Antes de 2020, detalhou, podiam ser contratados para dez trabalhos durante a época alta, mas este ano até agora só recebeu propostas para três.

Já o diretor e maestro da Orquestra Jovem Chinesa de Macau, Paul Cheong, adiantou que, antes de 2020, a orquestra tinha uma forte ligação com várias cidades na China e chegou a ser convidado a atuar na Ucrânia.

A pandemia afetou seriamente os intercâmbios culturais de Macau com a Área da Grande Baía, região que para além do território integra nove cidades da província chinesa de Guangdong e a Hong Kong. Bem como outras partes da China continental, acrescentou.

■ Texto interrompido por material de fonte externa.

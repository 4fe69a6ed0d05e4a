#![doc = include_str!("../README.md")]
#![doc(issue_tracker_base_url = "https://github.com/factordynamics/tangent/issues/")]
#![cfg_attr(docsrs, feature(doc_cfg, doc_auto_cfg))]
#![warn(missing_docs)]
#![deny(unsafe_code)]

pub mod black_litterman;
pub mod covariance;
pub mod error;
pub mod expected_returns;
pub mod metrics;
pub mod moments;
pub mod views;

// Re-export main types
pub use black_litterman::{BlackLitterman, BlackLittermanConfig, BlackLittermanEstimate};
pub use covariance::{
    CovarianceError, CovarianceEstimator, CovarianceMethod, LedoitWolfConfig, LedoitWolfEstimator,
    SampleCovariance, ShrinkageTarget,
};
pub use error::{Result, RiskError, ViewError};
pub use expected_returns::{BlackLittermanReturns, ExpectedReturns, HistoricalMean};
pub use metrics::{PortfolioStats, TRADING_DAYS_PER_YEAR};
pub use moments::AssetMoments;
pub use views::{View, ViewMatrices};

/// Version information.
pub const VERSION: &str = env!("CARGO_PKG_VERSION");
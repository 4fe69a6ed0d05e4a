//! Market capitalisations and market weights.

use std::{collections::BTreeMap, io::Read, path::Path};

use ndarray::Array1;
use serde::{Deserialize, Serialize};

use crate::error::{DataError, Result};

/// Market capitalisation per asset.
#[derive(Debug, Clone, Default, PartialEq, Serialize, Deserialize)]
#[serde(transparent)]
pub struct MarketCaps {
    caps: BTreeMap<String, f64>,
}

impl MarketCaps {
    /// Create an empty set of market caps.
    pub const fn new() -> Self {
        Self {
            caps: BTreeMap::new(),
        }
    }

    /// Insert or replace the capitalisation of an asset.
    pub fn insert(&mut self, asset: impl Into<String>, cap: f64) {
        self.caps.insert(asset.into(), cap);
    }

    /// Capitalisation of an asset (case-insensitive lookup).
    pub fn get(&self, asset: &str) -> Option<f64> {
        self.caps
            .iter()
            .find(|(name, _)| name.eq_ignore_ascii_case(asset))
            .map(|(_, cap)| *cap)
    }

    /// Number of assets.
    pub fn len(&self) -> usize {
        self.caps.len()
    }

    /// Whether no caps are stored.
    pub fn is_empty(&self) -> bool {
        self.caps.is_empty()
    }

    /// Read market caps from a two-column CSV (`asset,market_cap`).
    pub fn from_csv_reader<R: Read>(reader: R) -> Result<Self> {
        let mut csv = csv::ReaderBuilder::new()
            .has_headers(true)
            .trim(csv::Trim::All)
            .from_reader(reader);
        let mut caps = Self::new();
        for record in csv.deserialize::<(String, f64)>() {
            let (asset, cap) = record?;
            caps.insert(asset, cap);
        }
        Ok(caps)
    }

    /// Read market caps from a CSV file.
    pub fn from_csv_path(path: impl AsRef<Path>) -> Result<Self> {
        Self::from_csv_reader(std::fs::File::open(path)?)
    }

    /// Market weights for `assets`, in that order, normalised to sum to 1.
    ///
    /// Every requested asset must have a finite, strictly positive cap.
    pub fn weights_for<S: AsRef<str>>(&self, assets: &[S]) -> Result<Array1<f64>> {
        let mut weights = Array1::zeros(assets.len());
        for (w, asset) in weights.iter_mut().zip(assets) {
            let asset = asset.as_ref();
            let cap = self
                .get(asset)
                .ok_or_else(|| DataError::MissingMarketCap(asset.to_string()))?;
            if !cap.is_finite() || cap <= 0.0 {
                return Err(DataError::InvalidMarketCap {
                    asset: asset.to_string(),
                    value: cap,
                });
            }
            *w = cap;
        }
        let total = weights.sum();
        Ok(weights / total)
    }
}

impl<S: Into<String>> FromIterator<(S, f64)> for MarketCaps {
    fn from_iter<I: IntoIterator<Item = (S, f64)>>(iter: I) -> Self {
        Self {
            caps: iter.into_iter().map(|(a, c)| (a.into(), c)).collect(),
        }
    }
}
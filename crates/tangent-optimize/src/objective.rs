//! Portfolio objectives and the target-return constraint
//!
//! Gradients are analytic. With `R = A μᵀw` and `s = √(A wᵀΣw)`:
//!
//! ```text
//! ∇R = A μ
//! ∇s = A Σw / s
//! ∇(-(R - r_f)/s) = -(s ∇R - (R - r_f) ∇s) / s²
//! ∇(-(R - λ/2 s)) = -(∇R - λ/2 ∇s)
//! ```
//!
//! `s` is floored at [`MIN_VOLATILITY`] inside the objectives so that a
//! zero-variance portfolio keeps a finite value and gradient.

use ndarray::Array1;
use tangent_risk::{
    AssetMoments,
    metrics::{self, MIN_VOLATILITY},
};

use crate::{
    optimizer::PortfolioProblem,
    solver::{Constraint, Objective},
};

/// One of the canonical portfolio problems written as a minimization.
#[derive(Debug, Clone, Copy)]
pub struct PortfolioObjective<'a> {
    moments: &'a AssetMoments,
    problem: PortfolioProblem,
}

impl<'a> PortfolioObjective<'a> {
    /// Objective for `problem` over the assets of `moments`.
    pub const fn new(moments: &'a AssetMoments, problem: PortfolioProblem) -> Self {
        Self { moments, problem }
    }

    fn annual_return(&self, w: &Array1<f64>) -> f64 {
        metrics::portfolio_return(w, self.moments.mean(), self.moments.periods_per_year())
    }

    fn return_gradient(&self) -> Array1<f64> {
        self.moments.mean() * self.moments.periods_per_year()
    }

    fn stddev(&self, w: &Array1<f64>) -> f64 {
        metrics::portfolio_stddev(w, self.moments.covariance(), self.moments.periods_per_year())
            .max(MIN_VOLATILITY)
    }

    fn stddev_gradient(&self, w: &Array1<f64>, stddev: f64) -> Array1<f64> {
        self.moments.covariance().dot(w) * (self.moments.periods_per_year() / stddev)
    }
}

impl Objective for PortfolioObjective<'_> {
    fn value(&self, w: &Array1<f64>) -> f64 {
        match self.problem {
            PortfolioProblem::MinimizeStdDev | PortfolioProblem::EfficientReturn { .. } => {
                self.stddev(w)
            }
            PortfolioProblem::MaximizeSharpe { risk_free_rate } => {
                -(self.annual_return(w) - risk_free_rate) / self.stddev(w)
            }
            PortfolioProblem::MaximizeReturn => -self.annual_return(w),
            PortfolioProblem::MaximizeUtility { risk_aversion } => {
                -(self.annual_return(w) - risk_aversion / 2.0 * self.stddev(w))
            }
        }
    }

    fn gradient(&self, w: &Array1<f64>) -> Array1<f64> {
        match self.problem {
            PortfolioProblem::MinimizeStdDev | PortfolioProblem::EfficientReturn { .. } => {
                let s = self.stddev(w);
                self.stddev_gradient(w, s)
            }
            PortfolioProblem::MaximizeSharpe { risk_free_rate } => {
                let s = self.stddev(w);
                let excess = self.annual_return(w) - risk_free_rate;
                let numerator = self.return_gradient() * s - self.stddev_gradient(w, s) * excess;
                numerator * (-1.0 / (s * s))
            }
            PortfolioProblem::MaximizeReturn => -self.return_gradient(),
            PortfolioProblem::MaximizeUtility { risk_aversion } => {
                let s = self.stddev(w);
                self.stddev_gradient(w, s) * (risk_aversion / 2.0) - self.return_gradient()
            }
        }
    }
}

/// Equality constraint `A μᵀw - target = 0`.
#[derive(Debug, Clone, Copy)]
pub struct TargetReturn<'a> {
    moments: &'a AssetMoments,
    target: f64,
}

impl<'a> TargetReturn<'a> {
    /// Constraint pinning the annualised return to `target`.
    pub const fn new(moments: &'a AssetMoments, target: f64) -> Self {
        Self { moments, target }
    }
}

impl Constraint for TargetReturn<'_> {
    fn value(&self, w: &Array1<f64>) -> f64 {
        metrics::portfolio_return(w, self.moments.mean(), self.moments.periods_per_year())
            - self.target
    }

    fn gradient(&self, _w: &Array1<f64>) -> Array1<f64> {
        self.moments.mean() * self.moments.periods_per_year()
    }
}

#[cfg(test)]
mod tests {
    use super::*;
    use crate::solver::finite_difference_gradient;
    use approx::assert_abs_diff_eq;
    use ndarray::array;
    use rstest::rstest;

    fn moments() -> AssetMoments {
        AssetMoments::new(
            vec!["A".into(), "B".into(), "C".into()],
            array![0.0008, 0.0012, 0.0004],
            array![
                [0.0004, 0.0001, 0.00005],
                [0.0001, 0.0009, 0.0002],
                [0.00005, 0.0002, 0.0003]
            ],
        )
        .unwrap()
    }

    #[rstest]
    #[case::min_stddev(PortfolioProblem::MinimizeStdDev)]
    #[case::max_sharpe(PortfolioProblem::MaximizeSharpe { risk_free_rate: 0.02 })]
    #[case::max_return(PortfolioProblem::MaximizeReturn)]
    #[case::efficient(PortfolioProblem::EfficientReturn { target: 0.2 })]
    #[case::utility(PortfolioProblem::MaximizeUtility { risk_aversion: 3.0 })]
    fn test_gradient_matches_finite_difference(#[case] problem: PortfolioProblem) {
        let m = moments();
        let objective = PortfolioObjective::new(&m, problem);
        let w = array![0.5, 0.2, 0.3];
        let analytic = objective.gradient(&w);
        let numeric = finite_difference_gradient(|x| objective.value(x), &w);
        for i in 0..3 {
            assert_abs_diff_eq!(analytic[i], numeric[i], epsilon = 1e-6);
        }
    }

    #[test]
    fn test_objective_signs() {
        let m = moments();
        let w = array![0.5, 0.2, 0.3];
        let ret = m.portfolio_return(&w).unwrap();
        let sd = m.portfolio_stddev(&w).unwrap();

        let value = |p| PortfolioObjective::new(&m, p).value(&w);
        assert_abs_diff_eq!(value(PortfolioProblem::MinimizeStdDev), sd, epsilon = 1e-15);
        assert_abs_diff_eq!(value(PortfolioProblem::MaximizeReturn), -ret, epsilon = 1e-15);
        assert_abs_diff_eq!(
            value(PortfolioProblem::MaximizeSharpe { risk_free_rate: 0.01 }),
            -(ret - 0.01) / sd,
            epsilon = 1e-12
        );
        assert_abs_diff_eq!(
            value(PortfolioProblem::MaximizeUtility { risk_aversion: 2.0 }),
            -(ret - sd),
            epsilon = 1e-15
        );
    }

    #[test]
    fn test_target_return_constraint() {
        let m = moments();
        let c = TargetReturn::new(&m, 0.2016);
        // 252 * 0.0008 = 0.2016
        assert_abs_diff_eq!(c.value(&array![1.0, 0.0, 0.0]), 0.0, epsilon = 1e-15);
        assert_abs_diff_eq!(c.gradient(&array![1.0, 0.0, 0.0])[1], 252.0 * 0.0012, epsilon = 1e-15);
    }
}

“Desde o surto, todas as atividades de intercâmbio cultural tiveram de ser terminadas (…). Receamos convidar instrutores e peritos estrangeiros para virem a Macau para atividades de mentoria, quanto mais para organizar eventos de intercâmbio noutras cidades fora de Macau”, sublinhou o maestro.

O antigo deputado da Assembleia Legislativa de Macau, Sulu Sou, chegou a acusar o Governo de discriminar o setor.

“Embora não tenha sido encontrado nenhum caso covid-19 ligado a teatros e outros locais culturais, foram sempre os primeiros a encerrar e os últimos a reabrir no meio de surtos”, escreveu nas redes sociais.

“Apesar de nos últimos dois anos e meio não ter sido detetada qualquer infeção relacionada com locais de artes performativas, só lhes foi permitido operar na metade da capacidade durante um período prolongado, antes de serem relaxadas as medidas pandémicas, permitindo-lhes funcionar a três quartos da capacidade, e sob condições”, acrescentou.

O território, que tinha registado cerca de 80 infeções de covid-19 até junho deste ano, viveu desde então o pior surto desde o início da pandemia. Mais de 1.800 foram infetadas, sendo que a maioria dos casos era assintomática, com o surto a causar ainda a morte a seis idosos, diagnosticados com doenças crónicas.

As fortes restrições fronteiriças, confinamentos parciais e o isolamento de partes da cidade em sintonia com a política de casos zero imposta por Pequim, a crise no turismo e na indústria do jogo tiveram um grande impacto na economia, muito dependente de turistas e dos casinos.